P3xflag cmv10 expression plasmid

Full-length cDNAs of Tmsb10 and Kras was amplified by PCR with sets of primers (Supplementary Table 7), and were used to construct p3xFLAG-TMSB10 and pCMV-HA-KRAS expression plasmids, respectively. The p3xFLAG-CMV10 expression plasmid (Sigma-Aldrich) was used as a control study.
To construct a donor plasmid for CRISPR/Cas9 technology, an 849-bp fragment upstream from the first ATG and an 849-bp fragment downstream from the first ATG of the Tmsb10 gene was amplified from the C57BL/6 genome. These fragments were used as the 5' and 3' homologous arms. mCherry tagged with human influenza hemagglutinin (HA) and Thoseaasigna virus 2A (T2A) at the N-and C-terminal sites (HA-mCherry-T2A), respectively, was synthesized as follows. A DNA fragment encoding mCherry was amplified from pmCherry-N1 (Clontech, Palo Alto, CA, USA) and inserted into the EcoRI/BglII site of pCMV-HA (Takara, Shiga, Japan) to generate pCMV-HA-mCherry. Thereafter, the plasmid was subjected to PCR with a 3' primer containing the T2A sequence to generate the HA-mCherry-T2A fragment.
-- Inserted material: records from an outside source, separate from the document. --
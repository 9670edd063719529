//! The sorts a formula's variables range over.

#[derive(Debug, Clone, Copy, PartialEq, Eq, Hash, PartialOrd, Ord)]
pub enum SmtSort {
    Bool,
    Int,
}

impl SmtSort {
    pub const fn smtlib_name(self) -> &'static str {
        match self {
            SmtSort::Bool => "Bool",
            SmtSort::Int => "Int",
        }
    }

    /// Number of values of the sort, `None` when infinite.
    pub const fn cardinality(self) -> Option<u64> {
        match self {
            SmtSort::Bool => Some(2),
            SmtSort::Int => None,
        }
    }
}

impl std::fmt::Display for SmtSort {
    fn fmt(&self, f: &mut std::fmt::Formatter<'_>) -> std::fmt::Result {
        f.write_str(self.smtlib_name())
    }
}
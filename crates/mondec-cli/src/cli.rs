//! CLI argument definitions: top-level `Cli` struct and `Commands` enum.

use clap::{Parser, Subcommand};

pub(crate) const CLI_LONG_ABOUT: &str =
    "Monadic decomposability checking for quantifier-free formulas.\n\n\
    A formula is monadically decomposable on a variable when it is equivalent\n\
    to a Boolean combination of formulas that each mention that variable alone\n\
    or none of it.\n\n\
    Examples:\n  \
    mondec list\n  \
    mondec suite --procedure both --format json";

#[derive(Parser)]
#[command(name = "mondec")]
#[command(about = "Monadic decomposability checking over an SMT oracle")]
#[command(long_about = CLI_LONG_ABOUT)]
#[command(version)]
pub(crate) struct Cli {
    #[command(subcommand)]
    pub(crate) command: Commands,
}

#[derive(Subcommand)]
pub(crate) enum Commands {
    /// Run the built-in scenario suite
    Suite {
        /// Procedure: presburger | generic | both
        #[arg(long, default_value = "presburger")]
        procedure: String,

        /// Solver: z3 | z3-process | cvc5
        #[arg(long, default_value = "z3")]
        solver: String,

        /// Per-query solver timeout in seconds; also caps each generic search (0 disables)
        #[arg(long, default_value_t = 60)]
        timeout: u64,

        /// Classes the generic search may open before giving up
        #[arg(long, default_value_t = 16)]
        max_classes: usize,

        /// Generic candidate strategy: cegar | enumerate
        #[arg(long, default_value = "cegar")]
        strategy: String,

        /// Only run the named scenario
        #[arg(long)]
        scenario: Option<String>,

        /// Output format: text | json
        #[arg(long, default_value = "text")]
        format: String,
    },

    /// List the built-in scenarios
    List,
}
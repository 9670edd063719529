//! SMT-LIB2 text for terms, as sent to external solvers.

use std::fmt::Write;

use crate::sorts::SmtSort;
use crate::terms::SmtTerm;

/// Render `term` as an SMT-LIB2 s-expression.
pub fn to_smtlib(term: &SmtTerm) -> String {
    let mut out = String::new();
    write_term(&mut out, term);
    out
}

/// Operator symbol of a fixed-arity application node.
fn operator(term: &SmtTerm) -> Option<&'static str> {
    Some(match term {
        SmtTerm::Add(..) => "+",
        SmtTerm::Sub(..) | SmtTerm::Neg(_) => "-",
        SmtTerm::Mul(..) => "*",
        SmtTerm::Mod(..) => "mod",
        SmtTerm::Eq(..) => "=",
        SmtTerm::Lt(..) => "<",
        SmtTerm::Le(..) => "<=",
        SmtTerm::Gt(..) => ">",
        SmtTerm::Ge(..) => ">=",
        SmtTerm::Not(_) => "not",
        SmtTerm::Implies(..) => "=>",
        SmtTerm::Ite(..) => "ite",
        _ => return None,
    })
}

fn write_term(out: &mut String, term: &SmtTerm) {
    match term {
        SmtTerm::Var(name) => out.push_str(&quote_symbol(name)),
        SmtTerm::IntLit(n) if *n < 0 => {
            let _ = write!(out, "(- {})", n.unsigned_abs());
        }
        SmtTerm::IntLit(n) => {
            let _ = write!(out, "{n}");
        }
        SmtTerm::BoolLit(b) => out.push_str(if *b { "true" } else { "false" }),
        SmtTerm::And(terms) => write_connective(out, "and", "true", terms),
        SmtTerm::Or(terms) => write_connective(out, "or", "false", terms),
        SmtTerm::ForAll(bindings, body) => write_quantifier(out, "forall", bindings, body),
        SmtTerm::Exists(bindings, body) => write_quantifier(out, "exists", bindings, body),
        _ => {
            if let Some(op) = operator(term) {
                out.push('(');
                out.push_str(op);
                for child in term.children() {
                    out.push(' ');
                    write_term(out, child);
                }
                out.push(')');
            }
        }
    }
}

fn write_connective(out: &mut String, op: &str, unit: &str, terms: &[SmtTerm]) {
    match terms {
        [] => out.push_str(unit),
        [only] => write_term(out, only),
        _ => {
            out.push('(');
            out.push_str(op);
            for t in terms {
                out.push(' ');
                write_term(out, t);
            }
            out.push(')');
        }
    }
}

fn write_quantifier(out: &mut String, q: &str, bindings: &[(String, SmtSort)], body: &SmtTerm) {
    let _ = write!(out, "({q} (");
    for (i, (name, sort)) in bindings.iter().enumerate() {
        if i > 0 {
            out.push(' ');
        }
        let _ = write!(out, "({} {})", quote_symbol(name), sort_to_smtlib(sort));
    }
    out.push_str(") ");
    write_term(out, body);
    out.push(')');
}

pub fn sort_to_smtlib(sort: &SmtSort) -> &'static str {
    sort.smtlib_name()
}

/// Symbols outside the SMT-LIB simple-symbol alphabet are wrapped in `|...|`.
pub fn quote_symbol(name: &str) -> String {
    let simple = !name.is_empty()
        && !name.starts_with(|c: char| c.is_ascii_digit())
        && name
            .chars()
            .all(|c| c.is_ascii_alphanumeric() || "~!@$%^&*_-+=<>.?/".contains(c));
    if simple {
        name.to_string()
    } else {
        format!("|{name}|")
    }
}

#[cfg(test)]
mod tests {
    use super::*;

    #[test]
    fn prints_negative_literals_and_mod() {
        let term = SmtTerm::var("x")
            .sub(SmtTerm::int(-3))
            .modulo(SmtTerm::int(2))
            .eq(SmtTerm::int(0));
        assert_eq!(to_smtlib(&term), "(= (mod (- x (- 3)) 2) 0)");
    }

    #[test]
    fn prints_quantifier_bindings() {
        let term = SmtTerm::forall(
            vec![("y".into(), SmtSort::Int), ("p".into(), SmtSort::Bool)],
            SmtTerm::var("p").implies(SmtTerm::var("y").ge(SmtTerm::int(0))),
        );
        assert_eq!(
            to_smtlib(&term),
            "(forall ((y Int) (p Bool)) (=> p (>= y 0)))"
        );
    }

    #[test]
    fn quotes_symbols_that_need_it() {
        assert_eq!(quote_symbol("x!0"), "x!0");
        assert_eq!(quote_symbol("has space"), "|has space|");
        assert_eq!(quote_symbol("0x"), "|0x|");
    }

    #[test]
    fn prints_unary_and_ternary_nodes() {
        let term = SmtTerm::ite(
            SmtTerm::var("p").not(),
            SmtTerm::var("x").neg(),
            SmtTerm::int(4),
        );
        assert_eq!(to_smtlib(&term), "(ite (not p) (- x) 4)");
    }

    #[test]
    fn empty_connectives_print_as_constants() {
        assert_eq!(to_smtlib(&SmtTerm::and(Vec::new())), "true");
        assert_eq!(to_smtlib(&SmtTerm::or(Vec::new())), "false");
        assert_eq!(to_smtlib(&SmtTerm::and(vec![SmtTerm::var("p")])), "p");
    }
}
The primers used for amplification of the fragments are listed in Supplementary Table 7. Then, these three fragments (5' homologous arm, HA-mCherry-T2A, and 3' homologous arm) were inserted into the SalI/EcoRI site of the pBluescript II KS+ using an In-Fusion HD cloning kit (Clontech) (Supplementary Fig. 3).